Esto era Caliban, y tal era el pacto entre ambos. Mientras Kolanda viviera, tendría que conservar y utilizar el objeto que la poseía.
Habían llevado ya a los esclavos para que montasen el pabellón. Casi todos eran Enanos de las Colinas, aunque entre ellos había algunas otras criaturas: un par de miserables aghar y un elfo con grilletes a quien habían mutilado hasta dejarlo prácticamente irreconocible, así como varios humanos. Kolanda los observó con la nariz arrugada. ¡Qué pocos eran! Pero pronto serían más. Un día tendría todos los esclavos que quisiera, para emplearlos a su capricho.
Era algo que había aprendido de Caliban o que, quizá, siempre había sabido: la gente sólo tenía un valor si era propiedad de uno.
La mujer echó otra mirada a los esclavos. Entre ellos se encontraba el solitario elfo, agarrado a un carro de forraje y con la vista fija en ella. Pese a tener las piernas inservibles por haberle cortado los tendones, lograba mantenerse derecho y ahora la miraba con unos ojos totalmente carentes de expresión. Quienes lo conducían lo aguijoneaban y propinaban latigazos, pero él hacía caso omiso de ellos. «Debiera matarlo», pensó Kolanda. Pero era el elfo que había tendido una emboscada a su grupo de exploradores y había aniquilado a la mitad de su escolta, y ella prefería hacerlo vivir y sufrir todo lo posible, como castigo.
Entre las heridas del elfo había algunas recientes. Le habían azotado la cara, y le faltaba una oreja. Según parecía, a consecuencia de un mordisco.
La Comandante buscó con la mirada a Thog, uno de sus jefecillos goblins, y lo llamó con un gesto.
—Han vuelto a pegar al elfo —dijo en tono acusador—. ¡Y yo lo quiero vivo!
—Intentó escapar —gruñó Thog—. Aunque a gatas, le rompió la crisma a uno de los nuestros con una piedra.

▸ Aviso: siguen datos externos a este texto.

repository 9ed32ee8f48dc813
pub mod config;
pub mod handlers;
pub mod router;
pub mod state;

pub use config::{Environment, Settings};
pub use router::create_router;
pub use state::AppState;
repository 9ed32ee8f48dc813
pub mod application;
pub mod domain;
pub mod infrastructure;
pub mod presentation;
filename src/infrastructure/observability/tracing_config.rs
use crate::presentation::config::{Environment, LoggingSettings};

/// Configuration for tracing initialization.
#[derive(Debug, Clone)]
pub struct TracingConfig {
    pub environment: Environment,
    pub json_format: bool,
}

impl TracingConfig {
    pub fn new(environment: Environment, logging: &LoggingSettings) -> Self {
        Self {
            environment,
            json_format: logging.json,
        }
    }
}
mod composite_file_loader;
mod extractor_factory;
mod pdf_adapter;
mod plain_text_adapter;

pub use composite_file_loader::CompositeFileLoader;
pub use extractor_factory::ExtractorFactory;
pub use pdf_adapter::{DEFAULT_EXTRACTION_TIMEOUT, PdfAdapter};
pub use plain_text_adapter::PlainTextAdapter;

—Muy bien. Lo que me interesa es que no muera. Aún no estoy dispuesta a soltarlo.
Apenas se hubo marchado el jefecillo, Kolanda volvió a sacar de su pecho el marchito corazón del hechicero y dijo:
—¡Caliban!
El ser despertó en el acto.
—Explícame dónde se encuentra ahora el mago —le ordenó la mujer—. Después, sin embargo, haremos las cosas a mi manera. Y nada de humillaciones rituales, ¿entendido? No olvides que soy lo que te mantiene con vida.
«Ella es arrogante —susurró el objeto—. Pero por esta vez acepto. Sólo por esta vez».
Kolanda apretó el viejo corazón contra su frente y miró a lo lejos.
Más tarde, cuando los esclavos hubieron terminado de montar el pabellón, Kolanda exigió de nuevo la presencia de Thog.
—Ordénales desmontar otra vez el pabellón y que se lo lleven todo —dijo—. Y reúne a tus tropas. ¡Nos vamos!